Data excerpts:
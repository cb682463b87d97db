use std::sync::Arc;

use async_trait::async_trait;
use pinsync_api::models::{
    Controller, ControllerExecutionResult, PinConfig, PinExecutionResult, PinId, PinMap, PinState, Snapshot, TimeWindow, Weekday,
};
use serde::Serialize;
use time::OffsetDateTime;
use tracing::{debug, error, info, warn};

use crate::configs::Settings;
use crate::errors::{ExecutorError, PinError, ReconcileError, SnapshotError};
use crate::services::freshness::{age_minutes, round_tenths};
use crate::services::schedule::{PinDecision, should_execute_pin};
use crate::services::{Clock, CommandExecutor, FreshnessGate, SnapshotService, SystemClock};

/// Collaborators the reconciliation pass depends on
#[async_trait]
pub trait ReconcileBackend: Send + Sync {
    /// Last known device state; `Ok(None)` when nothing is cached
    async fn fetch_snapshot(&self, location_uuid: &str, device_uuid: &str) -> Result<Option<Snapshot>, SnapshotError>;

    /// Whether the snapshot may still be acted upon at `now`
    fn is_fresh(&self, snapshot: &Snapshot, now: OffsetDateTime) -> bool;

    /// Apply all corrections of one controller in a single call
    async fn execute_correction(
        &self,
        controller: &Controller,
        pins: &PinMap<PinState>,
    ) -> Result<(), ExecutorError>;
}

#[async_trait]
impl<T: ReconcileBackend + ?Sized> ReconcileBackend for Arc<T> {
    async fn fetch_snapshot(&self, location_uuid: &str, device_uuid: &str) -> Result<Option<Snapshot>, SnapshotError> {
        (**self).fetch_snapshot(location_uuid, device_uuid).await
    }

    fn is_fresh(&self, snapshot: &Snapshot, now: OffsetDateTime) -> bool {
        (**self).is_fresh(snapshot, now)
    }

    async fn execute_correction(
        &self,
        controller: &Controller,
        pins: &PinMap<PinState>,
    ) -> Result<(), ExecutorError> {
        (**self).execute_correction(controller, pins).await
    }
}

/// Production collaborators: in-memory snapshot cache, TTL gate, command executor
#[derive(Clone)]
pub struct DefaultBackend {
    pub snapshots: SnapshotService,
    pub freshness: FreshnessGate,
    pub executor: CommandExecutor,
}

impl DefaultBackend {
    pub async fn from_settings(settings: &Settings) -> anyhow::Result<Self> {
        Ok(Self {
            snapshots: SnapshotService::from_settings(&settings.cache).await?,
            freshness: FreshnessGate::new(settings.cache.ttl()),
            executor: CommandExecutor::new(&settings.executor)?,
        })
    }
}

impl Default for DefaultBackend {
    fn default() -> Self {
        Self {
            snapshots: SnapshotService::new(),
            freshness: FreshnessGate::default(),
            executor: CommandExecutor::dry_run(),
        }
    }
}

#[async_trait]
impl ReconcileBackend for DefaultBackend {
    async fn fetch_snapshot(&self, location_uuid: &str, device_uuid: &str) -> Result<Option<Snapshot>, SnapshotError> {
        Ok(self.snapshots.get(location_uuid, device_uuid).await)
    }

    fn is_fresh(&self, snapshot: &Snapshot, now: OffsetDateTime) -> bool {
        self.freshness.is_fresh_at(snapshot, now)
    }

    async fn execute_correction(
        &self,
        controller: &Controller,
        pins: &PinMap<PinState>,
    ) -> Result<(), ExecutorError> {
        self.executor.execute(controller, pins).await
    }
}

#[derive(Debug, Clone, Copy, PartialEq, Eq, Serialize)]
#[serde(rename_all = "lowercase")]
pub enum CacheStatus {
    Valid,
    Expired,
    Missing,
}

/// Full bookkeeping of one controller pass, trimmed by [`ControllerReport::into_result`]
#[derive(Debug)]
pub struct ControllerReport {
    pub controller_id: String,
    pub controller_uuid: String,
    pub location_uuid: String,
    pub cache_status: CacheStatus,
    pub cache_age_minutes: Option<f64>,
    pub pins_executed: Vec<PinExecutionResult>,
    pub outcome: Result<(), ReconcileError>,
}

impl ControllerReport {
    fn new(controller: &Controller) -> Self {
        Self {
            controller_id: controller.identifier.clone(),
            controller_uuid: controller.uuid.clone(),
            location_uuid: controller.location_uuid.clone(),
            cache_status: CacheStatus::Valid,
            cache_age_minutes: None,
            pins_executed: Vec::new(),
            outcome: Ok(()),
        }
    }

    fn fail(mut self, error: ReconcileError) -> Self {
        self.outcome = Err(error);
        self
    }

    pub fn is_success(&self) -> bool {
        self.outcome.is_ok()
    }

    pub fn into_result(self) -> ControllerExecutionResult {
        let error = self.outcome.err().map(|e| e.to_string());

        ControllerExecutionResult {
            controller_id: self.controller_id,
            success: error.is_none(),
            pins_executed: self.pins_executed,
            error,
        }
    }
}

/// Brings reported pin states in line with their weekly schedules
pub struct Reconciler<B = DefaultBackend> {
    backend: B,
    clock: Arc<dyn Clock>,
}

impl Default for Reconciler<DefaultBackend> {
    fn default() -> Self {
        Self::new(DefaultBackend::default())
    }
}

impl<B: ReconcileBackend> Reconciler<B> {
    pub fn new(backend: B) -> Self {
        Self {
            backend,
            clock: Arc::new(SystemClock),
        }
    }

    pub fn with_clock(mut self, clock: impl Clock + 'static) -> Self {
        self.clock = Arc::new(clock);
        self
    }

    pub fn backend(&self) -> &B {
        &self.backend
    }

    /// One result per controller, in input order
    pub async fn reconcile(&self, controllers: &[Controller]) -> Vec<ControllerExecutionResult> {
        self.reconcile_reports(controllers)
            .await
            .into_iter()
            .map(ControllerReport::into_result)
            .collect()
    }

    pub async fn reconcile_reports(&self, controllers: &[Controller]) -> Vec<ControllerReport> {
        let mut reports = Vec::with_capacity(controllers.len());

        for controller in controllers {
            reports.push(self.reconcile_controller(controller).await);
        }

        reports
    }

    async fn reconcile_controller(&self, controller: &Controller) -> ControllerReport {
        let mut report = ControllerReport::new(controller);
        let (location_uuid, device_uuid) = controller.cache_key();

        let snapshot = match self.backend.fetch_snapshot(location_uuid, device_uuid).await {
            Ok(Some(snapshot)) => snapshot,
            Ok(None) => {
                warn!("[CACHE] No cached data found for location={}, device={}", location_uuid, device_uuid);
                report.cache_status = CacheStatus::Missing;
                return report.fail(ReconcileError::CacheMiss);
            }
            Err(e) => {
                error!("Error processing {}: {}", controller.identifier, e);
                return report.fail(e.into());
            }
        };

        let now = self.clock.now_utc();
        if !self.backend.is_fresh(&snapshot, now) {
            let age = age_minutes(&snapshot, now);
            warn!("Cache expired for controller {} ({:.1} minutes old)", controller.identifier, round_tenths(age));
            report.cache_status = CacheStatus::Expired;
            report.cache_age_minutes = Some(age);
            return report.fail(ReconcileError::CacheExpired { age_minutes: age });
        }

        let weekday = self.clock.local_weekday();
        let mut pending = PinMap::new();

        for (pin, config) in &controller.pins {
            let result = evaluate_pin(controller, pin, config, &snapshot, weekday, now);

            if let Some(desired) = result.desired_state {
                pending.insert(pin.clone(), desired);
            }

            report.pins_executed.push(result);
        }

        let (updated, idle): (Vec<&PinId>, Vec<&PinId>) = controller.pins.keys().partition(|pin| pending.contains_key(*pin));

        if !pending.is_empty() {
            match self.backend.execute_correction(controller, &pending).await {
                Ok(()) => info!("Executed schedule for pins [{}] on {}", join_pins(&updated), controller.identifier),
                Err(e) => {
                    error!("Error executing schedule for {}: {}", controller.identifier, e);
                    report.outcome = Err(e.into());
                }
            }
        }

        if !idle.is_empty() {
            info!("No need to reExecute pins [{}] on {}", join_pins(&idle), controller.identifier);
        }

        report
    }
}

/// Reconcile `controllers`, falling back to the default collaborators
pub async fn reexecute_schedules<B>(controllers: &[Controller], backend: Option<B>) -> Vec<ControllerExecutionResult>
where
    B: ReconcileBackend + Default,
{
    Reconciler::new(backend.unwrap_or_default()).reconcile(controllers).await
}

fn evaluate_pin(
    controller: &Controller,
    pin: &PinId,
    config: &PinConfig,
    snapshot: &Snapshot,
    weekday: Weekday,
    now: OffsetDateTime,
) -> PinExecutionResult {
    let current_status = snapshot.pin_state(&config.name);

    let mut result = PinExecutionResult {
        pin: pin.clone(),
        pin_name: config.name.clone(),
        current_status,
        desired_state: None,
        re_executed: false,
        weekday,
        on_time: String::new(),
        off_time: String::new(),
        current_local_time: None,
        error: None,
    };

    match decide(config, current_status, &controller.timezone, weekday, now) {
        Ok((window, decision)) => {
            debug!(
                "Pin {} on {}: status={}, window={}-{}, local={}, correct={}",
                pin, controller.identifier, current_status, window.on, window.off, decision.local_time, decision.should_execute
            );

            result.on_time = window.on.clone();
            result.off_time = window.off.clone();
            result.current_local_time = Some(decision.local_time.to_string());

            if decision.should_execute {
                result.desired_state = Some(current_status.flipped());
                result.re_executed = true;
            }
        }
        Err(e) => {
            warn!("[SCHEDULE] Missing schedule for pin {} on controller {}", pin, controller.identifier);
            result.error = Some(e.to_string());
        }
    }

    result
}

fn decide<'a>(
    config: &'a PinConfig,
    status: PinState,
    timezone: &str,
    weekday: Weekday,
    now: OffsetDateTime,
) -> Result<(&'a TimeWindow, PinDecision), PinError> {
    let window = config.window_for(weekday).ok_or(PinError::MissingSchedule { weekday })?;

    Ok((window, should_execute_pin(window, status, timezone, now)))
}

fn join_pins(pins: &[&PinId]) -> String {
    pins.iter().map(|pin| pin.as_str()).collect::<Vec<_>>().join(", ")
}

▶ **WORK TO BE COMPLETED**: Give back the opening line of the records above and every line after it, up to and including the one with "OffsetDateTime) -> bool;", unchanged.

▶ **EXERCISE SOLUTION**:
repository cb682463b87d97db
use std::sync::Arc;

use async_trait::async_trait;
use pinsync_api::models::{
    Controller, ControllerExecutionResult, PinConfig, PinExecutionResult, PinId, PinMap, PinState, Snapshot, TimeWindow, Weekday,
};
use serde::Serialize;
use time::OffsetDateTime;
use tracing::{debug, error, info, warn};

use crate::configs::Settings;
use crate::errors::{ExecutorError, PinError, ReconcileError, SnapshotError};
use crate::services::freshness::{age_minutes, round_tenths};
use crate::services::schedule::{PinDecision, should_execute_pin};
use crate::services::{Clock, CommandExecutor, FreshnessGate, SnapshotService, SystemClock};

/// Collaborators the reconciliation pass depends on
#[async_trait]
pub trait ReconcileBackend: Send + Sync {
    /// Last known device state; `Ok(None)` when nothing is cached
    async fn fetch_snapshot(&self, location_uuid: &str, device_uuid: &str) -> Result<Option<Snapshot>, SnapshotError>;

    /// Whether the snapshot may still be acted upon at `now`
    fn is_fresh(&self, snapshot: &Snapshot, now: OffsetDateTime) -> bool;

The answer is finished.